Podcast series makes visiting artists accessible any time

Squeak Meisel in profile
Squeak Meisel

By Brian Charles Clark, Washington State Magazine

Squeak Meisel, the chair of the Fine Arts department and a renowned sculptor, has a confession to make about his podcast series, “Fly on the Wall.”

“I stole this idea from my friend Spencer Moody,” he says. Moody, a punk and noise rock musician and artist late of Seattle and now living in Los Angeles, recorded a series of interviews that inspired Meisel to realize that there is a whole “cohort of people who make different decisions than I do,” and who have a diversity of approaches to life, art, music, the world and its ambiguities.

“I thought, this is what I get from the visiting artists” the Fine Arts department invites to campus. “I get to expose students to all these different choices and lifestyles,” to all the experiences and decisions that go into becoming an artist.

Some of the artists interviewed on Meisel’s podcast, which premiered during the Fall semester, 2016, have shown their work at some of the biggest venues in the world, such as the Venice Biennial. That’s why they get the invite to come to campus, to teach for a few days, work one-on-one with undergraduate and graduate students, and to give a public lecture.

But Meisel realizes that not everyone has time to come to the lectures. With the podcast, “I can provide more people access to these conversations that few of us would otherwise get. I’ve had people telling me they were driving to Seattle and listening to my latest podcast.”

And while artists’ lectures are often pretty heady, “I can bring that back and say, ‘OK, tell me where you started.’ I think undergraduates”–and, really, any aspiring artist–“need to understand that they’re not alone. They have a tribe.”

The interviews are fascinating and offer views of the world and art making that are both accessible and mind expanding. “A lot of what an artist does,” Meisel says, “is frame something in a way that you wouldn’t necessarily think to frame it. It gives you a new perspective.”

One of Meisel’s interviews is with Sarah Kavage, an artist, researcher, and urban planner, who literally reframes landscapes. She’ll juxtapose an enlarged historical photo with its contemporary context, creating a startling effect, as if the viewer were looking into the past through a rupture in the space-time continuum.

Another is with Canadian Laurel Terlesky, who investigates the tactile organ of skin and our desire for connection. The past, so often misremembered, leaves a residue, Terlesky says, and in her 2013 work, Reverb, she investigates the “embodied sense of how we shape each other by our relationships” with “evidence… gathered from ten motherless daughters on how a motherʼs influence will echo and reflect inside us by moving in our shadow, both consciously and unconsciously, until it cannot be seen, heard or felt anymore.”

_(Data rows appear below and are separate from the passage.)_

//! Workflow and step instance models.

use chrono::{DateTime, Utc};
use serde::{Deserialize, Serialize};

use crate::case::Role;

/// Free-form data captured for a step. Its schema is specific to each step and
/// only the payload assembler looks inside it.
pub type StepData = serde_json::Map<String, serde_json::Value>;

/// Overall status of a workflow instance.
#[derive(Debug, Clone, Copy, PartialEq, Eq, Hash, Serialize, Deserialize)]
#[serde(rename_all = "SCREAMING_SNAKE_CASE")]
pub enum WorkflowStatus {
    NotStarted,
    InProgress,
    Offline,
    PendingEmployer,
    OfflineSubmitted,
    OfflineInReview,
    Completed, // terminal
}

impl WorkflowStatus {
    pub fn as_str(&self) -> &'static str {
        match self {
            WorkflowStatus::NotStarted => "NOT_STARTED",
            WorkflowStatus::InProgress => "IN_PROGRESS",
            WorkflowStatus::Offline => "OFFLINE",
            WorkflowStatus::PendingEmployer => "PENDING_EMPLOYER",
            WorkflowStatus::OfflineSubmitted => "OFFLINE_SUBMITTED",
            WorkflowStatus::OfflineInReview => "OFFLINE_IN_REVIEW",
            WorkflowStatus::Completed => "COMPLETED",
        }
    }

    pub fn from_str(s: &str) -> Option<Self> {
        match s {
            "NOT_STARTED" => Some(WorkflowStatus::NotStarted),
            "IN_PROGRESS" => Some(WorkflowStatus::InProgress),
            "OFFLINE" => Some(WorkflowStatus::Offline),
            "PENDING_EMPLOYER" => Some(WorkflowStatus::PendingEmployer),
            "OFFLINE_SUBMITTED" => Some(WorkflowStatus::OfflineSubmitted),
            "OFFLINE_IN_REVIEW" => Some(WorkflowStatus::OfflineInReview),
            "COMPLETED" => Some(WorkflowStatus::Completed),
            _ => None,
        }
    }

    /// Whether the employer may be asked to take over from this status.
    pub fn accepts_handoff(&self) -> bool {
        matches!(
            self,
            WorkflowStatus::InProgress | WorkflowStatus::PendingEmployer
        )
    }
}

impl std::fmt::Display for WorkflowStatus {
    fn fmt(&self, f: &mut std::fmt::Formatter<'_>) -> std::fmt::Result {
        f.write_str(self.as_str())
    }
}

/// Status of a single step instance.
#[derive(Debug, Clone, Copy, PartialEq, Eq, Hash, Serialize, Deserialize)]
#[serde(rename_all = "SCREAMING_SNAKE_CASE")]
pub enum StepStatus {
    Pending,
    InProgress,
    Completed,     // terminal
    Skipped,       // terminal
    NotApplicable, // terminal, only set by external seeding
}

impl StepStatus {
    /// Returns true if no further transition is allowed from this status.
    pub fn is_terminal(&self) -> bool {
        matches!(
            self,
            StepStatus::Completed | StepStatus::Skipped | StepStatus::NotApplicable
        )
    }

    pub fn as_str(&self) -> &'static str {
        match self {
            StepStatus::Pending => "PENDING",
            StepStatus::InProgress => "IN_PROGRESS",
            StepStatus::Completed => "COMPLETED",
            StepStatus::Skipped => "SKIPPED",
            StepStatus::NotApplicable => "NOT_APPLICABLE",
        }
    }

    pub fn from_str(s: &str) -> Option<Self> {
        match s {
            "PENDING" => Some(StepStatus::Pending),
            "IN_PROGRESS" => Some(StepStatus::InProgress),
            "COMPLETED" => Some(StepStatus::Completed),
            "SKIPPED" => Some(StepStatus::Skipped),
            "NOT_APPLICABLE" => Some(StepStatus::NotApplicable),
            _ => None,
        }
    }
}

impl std::fmt::Display for StepStatus {
    fn fmt(&self, f: &mut std::fmt::Formatter<'_>) -> std::fmt::Result {
        f.write_str(self.as_str())
    }
}

/// One step of a running workflow.
#[derive(Debug, Clone, PartialEq, Serialize, Deserialize)]
pub struct StepInstance {
    /// Unique identifier (UUID)
    pub id: String,
    /// Owning workflow instance
    pub workflow_instance_id: String,
    pub step_id: String,
    /// Copied from the definition at creation, never changes afterwards
    pub step_order: i32,
    pub status: StepStatus,
    /// First role the definition authorizes for this step
    pub assigned_role: Option<Role>,
    pub data: Option<StepData>,
    pub started_at: Option<DateTime<Utc>>,
    pub completed_at: Option<DateTime<Utc>>,
    pub last_saved_at: Option<DateTime<Utc>>,
}

impl StepInstance {
    pub fn new(
        workflow_instance_id: &str,
        step_id: &str,
        step_order: i32,
        assigned_role: Option<Role>,
    ) -> Self {
        Self {
            id: uuid::Uuid::new_v4().to_string(),
            workflow_instance_id: workflow_instance_id.to_string(),
            step_id: step_id.to_string(),
            step_order,
            status: StepStatus::Pending,
            assigned_role,
            data: None,
            started_at: None,
            completed_at: None,
            last_saved_at: None,
        }
    }

    /// True when the step carries at least one data field.
    pub fn has_data(&self) -> bool {
        self.data.as_ref().is_some_and(|d| !d.is_empty())
    }
}

/// A workflow run for one case, with all of its steps.
#[derive(Debug, Clone, PartialEq, Serialize, Deserialize)]
pub struct WorkflowInstance {
    /// Unique identifier (UUID)
    pub id: String,
    pub case_id: String,
    /// Name of the definition this instance is bound to
    pub definition_name: String,
    /// Version of the definition this instance is bound to
    pub definition_version: u32,
    pub status: WorkflowStatus,
    /// Step the case is currently on, None once every step is terminal
    pub current_step_id: Option<String>,
    pub is_offline: bool,
    pub started_at: Option<DateTime<Utc>>,
    pub completed_at: Option<DateTime<Utc>>,
    pub steps: Vec<StepInstance>,
}

impl WorkflowInstance {
    pub fn new(case_id: &str, definition_name: &str, definition_version: u32) -> Self {
        Self {
            id: uuid::Uuid::new_v4().to_string(),
            case_id: case_id.to_string(),
            definition_name: definition_name.to_string(),
            definition_version,
            status: WorkflowStatus::NotStarted,
            current_step_id: None,
            is_offline: false,
            started_at: None,
            completed_at: None,
            steps: Vec::new(),
        }
    }

    pub fn step(&self, step_id: &str) -> Option<&StepInstance> {
        self.steps.iter().find(|s| s.step_id == step_id)
    }

    pub fn step_mut(&mut self, step_id: &str) -> Option<&mut StepInstance> {
        self.steps.iter_mut().find(|s| s.step_id == step_id)
    }

    /// Steps sorted by their fixed order.
    pub fn ordered_steps(&self) -> Vec<&StepInstance> {
        let mut steps: Vec<&StepInstance> = self.steps.iter().collect();
        steps.sort_by_key(|s| s.step_order);
        steps
    }

    pub fn is_locked(&self) -> bool {
        self.status == WorkflowStatus::Completed
    }
}

/// Step instance enriched with the roles its definition authorizes.
#[derive(Debug, Clone, PartialEq, Serialize)]
pub struct StepView {
    #[serde(flatten)]
    pub step: StepInstance,
    pub name: Option<String>,
    pub allowed_roles: Vec<Role>,
}

/// Workflow instance as presented to callers that render the step list.
#[derive(Debug, Clone, PartialEq, Serialize)]
pub struct WorkflowView {
    pub id: String,
    pub case_id: String,
    pub status: WorkflowStatus,
    pub current_step_id: Option<String>,
    pub is_offline: bool,
    pub started_at: Option<DateTime<Utc>>,
    pub completed_at: Option<DateTime<Utc>>,
    pub steps: Vec<StepView>,
}

/// Snapshot of a single step's data.
#[derive(Debug, Clone, PartialEq, Serialize)]
pub struct StepDataView {
    pub step_id: String,
    pub status: StepStatus,
    pub data: StepData,
}

/// Result of a step completion.
#[derive(Debug, Clone, PartialEq, Serialize)]
pub struct StepCompletion {
    pub step_id: String,
    pub status: StepStatus,
    /// Where the cursor moved to, None at the end of the workflow
    pub next_step_id: Option<String>,
    /// True when this completion finished the whole workflow
    pub workflow_completed: bool,
}

/// Request-level facts captured by the server when a step is completed.
#[derive(Debug, Clone, Default, PartialEq, Eq)]
pub struct RequestContext {
    pub ip: Option<String>,
    pub user_agent: Option<String>,
}

impl RequestContext {
    pub fn new(ip: impl Into<String>, user_agent: impl Into<String>) -> Self {
        Self {
            ip: Some(ip.into()),
            user_agent: Some(user_agent.into()),
        }
    }
}

/// Outcome of an employer handoff request.
#[derive(Debug, Clone, PartialEq, Serialize)]
pub struct HandoffResult {
    pub status: WorkflowStatus,
    pub employer_email: String,
    pub employer_name: String,
    pub next_step_id: String,
    pub next_step_name: String,
}
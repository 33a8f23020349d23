//! Per-connection stream state.
//!
//! A [`StreamState`] records what one client connection currently knows:
//! which resource names it has acknowledged per type (state-of-the-world),
//! and which resources at which versions it has been delivered (delta).
//! The state is owned by the embedding server; the cache borrows it while
//! answering requests and, for delta watches, holds a shared handle so the
//! diff on the next snapshot install sees the stream's latest knowledge.

use std::collections::{HashMap, HashSet};
use std::sync::{Arc, Mutex};

use keel_core::TypeUrl;

/// Mutable knowledge of a single client connection.
#[derive(Debug, Default)]
pub struct StreamState {
    /// Whether the stream subscribes to every resource of its type.
    wildcard: bool,
    /// Explicit delta subscription set.
    subscribed: HashSet<String>,
    /// Per-resource versions last delivered on this stream (delta).
    resource_versions: HashMap<String, String>,
    /// Names the client has acknowledged, per type (state-of-the-world).
    known_resource_names: HashMap<TypeUrl, HashSet<String>>,
}

impl StreamState {
    /// Create stream state for a new connection.
    ///
    /// `initial_resource_versions` carries the versions a reconnecting
    /// client reports it already holds.
    #[must_use]
    pub fn new(wildcard: bool, initial_resource_versions: HashMap<String, String>) -> Self {
        Self {
            wildcard,
            subscribed: HashSet::new(),
            resource_versions: initial_resource_versions,
            known_resource_names: HashMap::new(),
        }
    }

    /// Whether the stream is in wildcard mode.
    #[inline]
    pub fn wildcard(&self) -> bool {
        self.wildcard
    }

    /// Switch wildcard mode on or off.
    pub fn set_wildcard(&mut self, wildcard: bool) {
        self.wildcard = wildcard;
    }

    /// Add names to the explicit subscription set.
    pub fn subscribe(&mut self, names: impl IntoIterator<Item = String>) {
        for name in names {
            self.subscribed.insert(name);
        }
    }

    /// Drop names from the subscription set, forgetting their delivered
    /// versions as well.
    pub fn unsubscribe(&mut self, names: impl IntoIterator<Item = String>) {
        for name in names {
            self.subscribed.remove(&name);
            self.resource_versions.remove(&name);
        }
    }

    /// Whether the stream is interested in a resource name.
    #[inline]
    pub fn is_subscribed(&self, name: &str) -> bool {
        self.wildcard || self.subscribed.contains(name)
    }

    /// The explicit subscription set.
    #[inline]
    pub fn subscribed(&self) -> &HashSet<String> {
        &self.subscribed
    }

    /// The version last delivered for a resource, if any.
    #[inline]
    pub fn delivered_version(&self, name: &str) -> Option<&str> {
        self.resource_versions.get(name).map(String::as_str)
    }

    /// Record that a resource was delivered at a version.
    pub fn mark_delivered(&mut self, name: impl Into<String>, version: impl Into<String>) {
        self.resource_versions.insert(name.into(), version.into());
    }

    /// Forget a resource that was removed from the snapshot.
    pub fn forget(&mut self, name: &str) {
        self.resource_versions.remove(name);
    }

    /// All per-resource versions the stream currently tracks.
    #[inline]
    pub fn resource_versions(&self) -> &HashMap<String, String> {
        &self.resource_versions
    }

    /// Names the client has acknowledged for a type (state-of-the-world).
    #[inline]
    pub fn known_resource_names(&self, type_url: &TypeUrl) -> Option<&HashSet<String>> {
        self.known_resource_names.get(type_url)
    }

    /// Record names the client acknowledged for a type.
    pub fn add_known_resource_names(
        &mut self,
        type_url: &TypeUrl,
        names: impl IntoIterator<Item = String>,
    ) {
        let set = self.known_resource_names.entry(type_url.clone()).or_default();
        for name in names {
            set.insert(name);
        }
    }

    /// Replace the acknowledged names for a type.
    pub fn set_known_resource_names(&mut self, type_url: &TypeUrl, names: HashSet<String>) {
        self.known_resource_names.insert(type_url.clone(), names);
    }
}

/// Stream state shared between the embedding server and delta watches.
pub type SharedStreamState = Arc<Mutex<StreamState>>;

/// Wrap stream state for sharing with delta watches.
#[must_use]
pub fn shared(state: StreamState) -> SharedStreamState {
    Arc::new(Mutex::new(state))
}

The podcasts are also practical, Meisel says, because “visiting artists bring the cold, hard reality of making it, and marketing yourself. It’s not all about hiding away and making whatever you want. We’re engaging with the world.”

The practice of science and art are not so far apart as we often make out, Meisel says. Art is a discipline that has “a storied history of investigating all kinds of things, mostly having to do with the expansion of perception.” He cites one of his favorite artists, the provocative and confrontational Paul McCarthy, who “doesn’t see himself as a rebel but as pushing up against things he doesn’t understand. He calls himself ‘a creative problem maker.’”

Meisel talks about art in terms of the semiotics of emotional evocation. He wants to teach his students that, instead of having an immediate, overwhelming visceral reaction to something–which is what advertising, marketing, and branding attempt to do through the manipulation of signs and symbols–they can instead look for those subtle signifiers that are moving them to feel certain ways. From this critical awareness bloom creative problem solvers and creative artists.

It’s that signification that Meisel loves about music, too. He says he grew up in a musical household, his father a band director. His father would blast “Also sprach Zarathustra,” the Richard Strauss piece used as the theme for 2001: A Space Odyssey.

Hearing that powerful music, “I used to think there were giants running through my house, and hide behind the couch, authentically afraid–and it was because of these subtleties” of signification. Later, in marching band at Kansas State University, they played a Monday Night Football half time, and Meisel thundered out the timpani solo from the Strauss, thinking, with both awe and glee, “I made a sculpture there! I touched everyone in this stadium because of that feeling I had when I was a little kid.”